While model training is not relevant here the process of sampling with replacement is. If you read the Wikipedia page on bagging you’ll come across the fact that each of the $m$ data sets are made up of approximately 63% unique examples. (The actual number is $1-1/e$, if you’re interested in the calculation see this stackexchange post). This calculation assumes that each of the $m$ samples has the same number of examples as the original data set, however in general the number of unique samples is
\[n\left(1 - \frac{1}{N}\right)^{n}\]where $n$ is the number of samples and $N$ is the population size we are sampling from (number of examples in the original data set).
In my case, I don’t know the exact values of $n$ or $N$ but 800 and 960 are educated guesses. This gives us $\approx 347$ unique songs listened to, or said another way, out of the roughly 800 songs I’ve listened to so far, 453 are repeats.
How much longer till we get there?
Now that we have an idea of how much of the playlist I’ve listened to so far, let’s consider estimating how many songs remain in the playlist that I’m ultimately going to remove after they play - for convenience I’ll refer to these songs as bad going forward, with emphasis to avoid suggesting that my personal taste of music reflects any sort of objective quality.
A standard approach is to begin with a sample of the playlist.
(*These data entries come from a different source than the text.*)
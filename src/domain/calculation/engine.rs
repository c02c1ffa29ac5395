//! Engine interface and the helpers every method shares for assembling results.

use super::ranking::{build_conclusion, rank, score_entries};
use super::{CalculationResult, CalculationStep, DecisionProblem, Method, StepTrace};

/// A ranking method.
///
/// Implementations are stateless apart from their fixed parameters, so the
/// same engine may serve any number of calculations.
pub trait CalculationEngine: Send + Sync {
    /// The method this engine implements.
    fn method(&self) -> Method;

    /// Ranks the alternatives of `problem`, recording every intermediate matrix.
    fn calculate(&self, problem: &DecisionProblem) -> CalculationResult;
}

/// Records the untouched decision matrix as the first step.
pub(crate) fn record_decision_matrix(trace: &mut StepTrace, problem: &DecisionProblem) {
    trace.record(CalculationStep::new(
        "Decision Matrix",
        "Initial matrix holding the value of every alternative on every criterion",
        problem.matrix.clone(),
        problem.criteria.clone(),
        problem.alternatives.clone(),
    ));
}

/// Criterion headers annotated with their weights, e.g. `"Cost (0.5)"`.
pub(crate) fn weighted_headers(problem: &DecisionProblem) -> Vec<String> {
    problem
        .criteria
        .iter()
        .enumerate()
        .map(|(j, name)| format!("{} ({})", name, problem.weight(j)))
        .collect()
}

/// Records the final score column and assembles the result.
///
/// `note`, when present, is appended to the generated conclusion.
pub(crate) fn finish(
    method: Method,
    problem: &DecisionProblem,
    mut trace: StepTrace,
    score_label: &str,
    scores: &[f64],
    note: Option<String>,
) -> CalculationResult {
    trace.record(CalculationStep::column(
        score_label,
        format!("Final {} score for every alternative", method.code()),
        score_label,
        scores,
        problem.alternatives.clone(),
    ));

    let final_scores = score_entries(&problem.alternatives, scores);
    let ranking = rank(&final_scores, method.rank_direction());
    let mut conclusion = build_conclusion(method, &ranking);
    if let Some(note) = note {
        conclusion.push(' ');
        conclusion.push_str(&note);
    }

    tracing::debug!(
        method = %method,
        alternatives = problem.alternative_count(),
        criteria = problem.criterion_count(),
        steps = trace.len(),
        "Calculation finished"
    );

    CalculationResult {
        method,
        steps: trace.into_steps(),
        final_scores,
        ranking,
        conclusion,
    }
}

/// Returns `numerator / denominator`, or 0 when the denominator is 0.
pub(crate) fn safe_ratio(numerator: f64, denominator: f64) -> f64 {
    if denominator != 0.0 {
        numerator / denominator
    } else {
        0.0
    }
}
//! The eight ranking methods.
//!
//! Each engine follows the same trace shape: raw matrix, normalization,
//! weighting or aggregation, and a final single-column score step. Pairwise
//! and distance methods record extra intermediate matrices in between.

mod ahp;
mod electre;
mod moora;
mod promethee;
mod saw;
mod topsis;
mod vikor;
mod wp;

pub use ahp::{principal_eigenvector, random_index, AhpEngine, Consistency, CONSISTENCY_RATIO_LIMIT};
pub use electre::{ElectreEngine, ElectreThresholds};
pub use moora::MooraEngine;
pub use promethee::{PreferenceFunction, PrometheeEngine};
pub use saw::SawEngine;
pub use topsis::TopsisEngine;
pub use vikor::{VikorEngine, DEFAULT_V};
pub use wp::{WpEngine, WpNormalization};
That is, let it play on shuffle and keep track of how many songs are played in total ($n$) and how many were bad ($s$).
While writing this post I did exactly that, listening to a total of 21 songs, 6 of which were bad.
Now that we have some data, $D=(n=21, s=6)$, and a parameter we would like to estimate, namely the proportion of bad songs in the playlist we have all of the main ingredients to calculate $P(p\vert D)$ using Bayes rule (supposing we don’t care to treat certain values of $p$ as more likely than others).
In particular the probability that $p=\tilde{p}$ for $\tilde{p}\in[0,1]$ works out to
\[P(p=\tilde{p}\vert n,s)=\frac{(n+1)!}{s!(n-s)!}\tilde{p}^{s}(1-\tilde{p})^{n-s}\]from which we can obtain obtain the following posterior probability for $p$.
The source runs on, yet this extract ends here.